[Opening Entries shown section]

//! Per-cycle derived quantities and cathodic scan detection.
//!
//! For each voltage/current pair this computes the RHE-referenced voltage,
//! the current density and the areal capacitance, and locates the end of the
//! initial downward sweep so charts can be restricted to the cathodic scan.

use log::{debug, warn};

use crate::config::Constants;
use crate::core::loaders::{Cycle, Experiment};

use super::smoothing::SavitzkyGolay;

/// Microamps per amp.
const MICROAMPS_PER_AMP: f64 = 1_000_000.0;

/// Derived sequences for one cycle, all index-aligned with the raw samples.
#[derive(Debug, Clone, PartialEq)]
pub struct DerivedCurve {
    /// Voltage as measured (Ag/AgCl), in V.
    pub voltage_ref: Vec<f64>,
    /// Voltage against RHE, in V.
    pub voltage_rhe: Vec<f64>,
    /// Current density in A/m².
    pub current_density: Vec<f64>,
    /// Areal capacitance in F/m².
    pub capacitance: Vec<f64>,
    /// First strict local minimum of the voltage, if any.
    pub cathodic_end: Option<usize>,
}

impl DerivedCurve {
    /// Returns the number of samples.
    #[inline]
    pub fn len(&self) -> usize {
        self.voltage_ref.len()
    }

    /// Returns true if the curve holds no samples.
    #[inline]
    pub fn is_empty(&self) -> bool {
        self.voltage_ref.is_empty()
    }

    /// Copy of the first `end` samples of every sequence.
    ///
    /// The boundary index is kept only if it still falls inside the slice.
    pub fn prefix(&self, end: usize) -> DerivedCurve {
        let end = end.min(self.len());
        DerivedCurve {
            voltage_ref: self.voltage_ref[..end].to_vec(),
            voltage_rhe: self.voltage_rhe[..end].to_vec(),
            current_density: self.current_density[..end].to_vec(),
            capacitance: self.capacitance[..end].to_vec(),
            cathodic_end: self.cathodic_end.filter(|&idx| idx < end),
        }
    }
}

/// One cycle of an experiment after conversion.
#[derive(Debug, Clone, PartialEq)]
pub struct ProcessedCycle {
    /// Zero-based cycle index. Shown to users as `index + 1`.
    pub index: usize,
    /// Full, untrimmed curve.
    pub curve: DerivedCurve,
    /// Curve cut at the cathodic boundary, or `None` when no boundary exists.
    pub cathodic: Option<DerivedCurve>,
}

impl ProcessedCycle {
    /// Legend label for this cycle.
    pub fn label(&self) -> String {
        format!("Cycle {}", self.index + 1)
    }
}

/// Find the end of the initial cathodic sweep.
///
/// Returns the first index `j` in `1..=n-2` with
/// `voltage[j - 1] > voltage[j] < voltage[j + 1]`. Plateaus never qualify
/// and later, deeper minima are ignored.
pub fn find_cathodic_end(voltage: &[f64]) -> Option<usize> {
    voltage
        .windows(3)
        .position(|w| w[0] > w[1] && w[1] < w[2])
        .map(|pos| pos + 1)
}

/// Restrict a curve to its cathodic sweep.
///
/// Returns `None` when `boundary` is `None` or `Some(0)`; otherwise every
/// sequence is cut to `[0, boundary)`, dropping the boundary sample itself.
pub fn trim_to_cathodic(curve: &DerivedCurve, boundary: Option<usize>) -> Option<DerivedCurve> {
    match boundary {
        None | Some(0) => None,
        Some(end) => Some(curve.prefix(end)),
    }
}

/// Converts raw cycles into derived curves using fixed run constants.
#[derive(Debug, Clone)]
pub struct CycleProcessor {
    constants: Constants,
    smoothing: Option<SavitzkyGolay>,
}

impl CycleProcessor {
    /// Create a processor without smoothing.
    pub fn new(constants: Constants) -> Self {
        Self {
            constants,
            smoothing: None,
        }
    }

    /// Smooth raw currents with the given filter before conversion.
    pub fn with_smoothing(mut self, filter: SavitzkyGolay) -> Self {
        self.smoothing = Some(filter);
        self
    }

    #[inline]
    pub fn constants(&self) -> &Constants {
        &self.constants
    }

    /// Compute the derived sequences for one cycle.
    ///
    /// The cathodic boundary is searched on the RHE voltage, which has the
    /// same turning points as the measured one.
    pub fn convert(&self, cycle: &Cycle<'_>) -> DerivedCurve {
        let smoothed = self.smooth(cycle);
        let current = smoothed.as_deref().unwrap_or(cycle.current);

        let offset = self.constants.rhe_offset_v();
        let area = self.constants.area_m2();
        let scan_rate = self.constants.scan_rate_v_s();

        let voltage_ref = cycle.voltage.to_vec();
        let voltage_rhe: Vec<f64> = voltage_ref.iter().map(|v| v + offset).collect();
        let current_density: Vec<f64> = current
            .iter()
            .map(|i| (i / MICROAMPS_PER_AMP) / area)
            .collect();
        let capacitance = current_density.iter().map(|j| j / scan_rate).collect();
        let cathodic_end = find_cathodic_end(&voltage_rhe);

        DerivedCurve {
            voltage_ref,
            voltage_rhe,
            current_density,
            capacitance,
            cathodic_end,
        }
    }

    /// Convert and trim one cycle.
    pub fn process(&self, cycle: &Cycle<'_>) -> ProcessedCycle {
        let curve = self.convert(cycle);
        let cathodic = trim_to_cathodic(&curve, curve.cathodic_end);

        match curve.cathodic_end {
            Some(idx) => debug!(
                "Cycle {}: cathodic scan ends at sample {} of {}",
                cycle.index + 1,
                idx,
                curve.len()
            ),
            None => debug!("Cycle {}: no cathodic turning point", cycle.index + 1),
        }

        ProcessedCycle {
            index: cycle.index,
            curve,
            cathodic,
        }
    }

    /// Lazily process every cycle of an experiment in column order.
    ///
    /// The iterator borrows the experiment and can be recreated at will;
    /// each call yields the same sequence.
    pub fn for_experiment<'a>(&'a self, experiment: &'a Experiment) -> CycleCurves<'a> {
        CycleCurves {
            processor: self,
            experiment,
            current: 0,
        }
    }

    fn smooth(&self, cycle: &Cycle<'_>) -> Option<Vec<f64>> {
        let filter = self.smoothing.as_ref()?;
        match filter.apply(cycle.current) {
            Ok(values) => Some(values),
            Err(e) => {
                warn!(
                    "Cycle {}: Savitzky-Golay smoothing (window {}, order {}) skipped: {}",
                    cycle.index + 1,
                    filter.window(),
                    filter.polyorder(),
                    e
                );
                None
            }
        }
    }
}

/// Iterator over the processed cycles of one experiment.
pub struct CycleCurves<'a> {
    processor: &'a CycleProcessor,
    experiment: &'a Experiment,
    current: usize,
}

impl Iterator for CycleCurves<'_> {
    type Item = ProcessedCycle;

    fn next(&mut self) -> Option<Self::Item> {
        let cycle = self.experiment.cycle(self.current)?;
        self.current += 1;
        Some(self.processor.process(&cycle))
    }

    fn size_hint(&self) -> (usize, Option<usize>) {
        let remaining = self.experiment.num_cycles().saturating_sub(self.current);
        (remaining, Some(remaining))
    }
}

impl ExactSizeIterator for CycleCurves<'_> {}

#[cfg(test)]
mod tests {
    use super::*;

    fn constants(ph: f64) -> Constants {
        let area = std::f64::consts::PI * 0.0035 * 0.0035;
        Constants::new(area, 0.01, ph).unwrap()
    }

    fn scenario_experiment() -> Experiment {
        Experiment::from_columns(vec![
            vec![0.5, 0.3, 0.1, 0.2, 0.4],
            vec![10.0, 20.0, 30.0, 25.0, 15.0],
        ])
        .unwrap()
    }

    #[test]
    fn test_find_cathodic_end_v_shape() {
        assert_eq!(find_cathodic_end(&[0.5, 0.3, 0.1, 0.2, 0.4]), Some(2));
        assert_eq!(find_cathodic_end(&[1.0, 0.0, 1.0]), Some(1));
        assert_eq!(
            find_cathodic_end(&[0.9, 0.7, 0.5, 0.3, 0.1, -0.1, 0.0, 0.2]),
            Some(5)
        );
    }

    #[test]
    fn test_find_cathodic_end_monotonic_is_none() {
        assert_eq!(find_cathodic_end(&[0.1, 0.2, 0.3, 0.4]), None);
        assert_eq!(find_cathodic_end(&[0.4, 0.3, 0.2, 0.1]), None);
    }

    #[test]
    fn test_find_cathodic_end_returns_first_not_deepest() {
        let voltage = [0.5, 0.2, 0.3, 0.1, -0.5, 0.0];
        assert_eq!(find_cathodic_end(&voltage), Some(1));
    }

    #[test]
    fn test_find_cathodic_end_ignores_plateau() {
        assert_eq!(find_cathodic_end(&[0.5, 0.1, 0.1, 0.5]), None);
        assert_eq!(find_cathodic_end(&[0.5, 0.1, 0.1, 0.0, 0.3]), Some(3));
    }

    #[test]
    fn test_find_cathodic_end_short_input() {
        assert_eq!(find_cathodic_end(&[]), None);
        assert_eq!(find_cathodic_end(&[0.1]), None);
        assert_eq!(find_cathodic_end(&[0.2, 0.1]), None);
    }

    #[test]
    fn test_trim_to_cathodic_none_and_zero() {
        let processor = CycleProcessor::new(constants(7.0));
        let experiment = scenario_experiment();
        let curve = processor.convert(&experiment.cycle(0).unwrap());

        assert!(trim_to_cathodic(&curve, None).is_none());
        assert!(trim_to_cathodic(&curve, Some(0)).is_none());
        assert_eq!(trim_to_cathodic(&curve, Some(1)).unwrap().len(), 1);
    }

    #[test]
    fn test_scenario_boundary_and_trim() {
        let processor = CycleProcessor::new(constants(7.0));
        let experiment = scenario_experiment();
        let area = processor.constants().area_m2();

        let processed: Vec<ProcessedCycle> = processor.for_experiment(&experiment).collect();
        assert_eq!(processed.len(), 1);

        let cycle = &processed[0];
        assert_eq!(cycle.curve.cathodic_end, Some(2));
        assert_eq!(cycle.curve.voltage_ref[2], 0.1);
        assert_eq!(cycle.curve.current_density[0], (10.0 / 1e6) / area);

        let trimmed = cycle.cathodic.as_ref().unwrap();
        assert_eq!(trimmed.len(), 2);
        assert_eq!(trimmed.voltage_ref, vec![0.5, 0.3]);
        assert_eq!(trimmed.current_density, cycle.curve.current_density[..2].to_vec());
        assert_eq!(trimmed.capacitance.len(), 2);
        assert_eq!(trimmed.voltage_rhe.len(), 2);
        assert_eq!(trimmed.cathodic_end, None);
        assert_eq!(cycle.label(), "Cycle 1");
    }

    #[test]
    fn test_convert_sequences_are_aligned() {
        let processor = CycleProcessor::new(constants(6.5));
        let experiment = scenario_experiment();
        let curve = processor.convert(&experiment.cycle(0).unwrap());

        assert_eq!(curve.voltage_ref.len(), 5);
        assert_eq!(curve.voltage_rhe.len(), 5);
        assert_eq!(curve.current_density.len(), 5);
        assert_eq!(curve.capacitance.len(), 5);
    }

    #[test]
    fn test_convert_is_pure() {
        let processor = CycleProcessor::new(constants(6.5));
        let experiment = scenario_experiment();
        let cycle = experiment.cycle(0).unwrap();

        let first = processor.convert(&cycle);
        let second = processor.convert(&cycle);
        for (a, b) in first.current_density.iter().zip(&second.current_density) {
            assert_eq!(a.to_bits(), b.to_bits());
        }
        assert_eq!(first, second);
    }

    #[test]
    fn test_capacitance_times_scan_rate_is_density() {
        let processor = CycleProcessor::new(constants(6.5));
        let experiment = scenario_experiment();
        let curve = processor.convert(&experiment.cycle(0).unwrap());
        let scan_rate = processor.constants().scan_rate_v_s();

        for (c, j) in curve.capacitance.iter().zip(&curve.current_density) {
            assert!((c * scan_rate - j).abs() <= 1e-12 * j.abs().max(1.0));
        }
    }

    #[test]
    fn test_rhe_shift_is_constant_offset() {
        let processor = CycleProcessor::new(constants(7.0));
        let experiment = scenario_experiment();
        let curve = processor.convert(&experiment.cycle(0).unwrap());
        let offset = processor.constants().rhe_offset_v();

        assert!((offset - 0.610).abs() < 1e-12);
        for (rhe, raw) in curve.voltage_rhe.iter().zip(&curve.voltage_ref) {
            assert_eq!(*rhe, raw + offset);
            assert!((rhe - raw - offset).abs() < 1e-12);
        }
    }

    #[test]
    fn test_monotonic_cycle_is_excluded() {
        let processor = CycleProcessor::new(constants(7.0));
        let experiment = Experiment::from_columns(vec![
            vec![0.1, 0.2, 0.3, 0.4],
            vec![1.0, 2.0, 3.0, 4.0],
            vec![0.5, 0.3, 0.1, 0.2],
            vec![1.0, 2.0, 3.0, 4.0],
        ])
        .unwrap();

        let processed: Vec<ProcessedCycle> = processor.for_experiment(&experiment).collect();
        assert_eq!(processed.len(), 2);
        assert!(processed[0].cathodic.is_none());
        assert_eq!(processed[1].index, 1);
        assert_eq!(processed[1].cathodic.as_ref().unwrap().len(), 2);
    }

    #[test]
    fn test_for_experiment_is_restartable() {
        let processor = CycleProcessor::new(constants(7.0));
        let experiment = scenario_experiment();

        let iter = processor.for_experiment(&experiment);
        assert_eq!(iter.len(), 1);

        let first: Vec<ProcessedCycle> = processor.for_experiment(&experiment).collect();
        let second: Vec<ProcessedCycle> = processor.for_experiment(&experiment).collect();
        assert_eq!(first, second);
    }

    #[test]
    fn test_smoothing_applies_to_current_only() {
        let filter = SavitzkyGolay::new(3, 1).unwrap();
        let processor = CycleProcessor::new(constants(7.0)).with_smoothing(filter);
        let experiment = Experiment::from_columns(vec![
            vec![0.5, 0.3, 0.1, 0.2, 0.4],
            vec![0.0, 3.0, 0.0, 3.0, 0.0],
        ])
        .unwrap();

        let curve = processor.convert(&experiment.cycle(0).unwrap());
        let area = processor.constants().area_m2();
        assert_eq!(curve.voltage_ref, vec![0.5, 0.3, 0.1, 0.2, 0.4]);
        // Centered 3-point linear fit is a moving average
        assert!((curve.current_density[2] - (2.0 / 1e6) / area).abs() < 1e-9);
    }

    #[test]
    fn test_smoothing_skipped_for_short_cycle() {
        let filter = SavitzkyGolay::new(7, 2).unwrap();
        let processor = CycleProcessor::new(constants(7.0)).with_smoothing(filter);
        let experiment = scenario_experiment();
        let plain = CycleProcessor::new(constants(7.0));

        let cycle = experiment.cycle(0).unwrap();
        assert_eq!(processor.convert(&cycle), plain.convert(&cycle));
    }
}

[Closing Entries shown section]

▸ **Problem to solve**
Could you return the lines in the entries above that contain "measured"?

▸ **Answer to this task**
    /// Voltage as measured (Ag/AgCl), in V.
    /// same turning points as the measured one.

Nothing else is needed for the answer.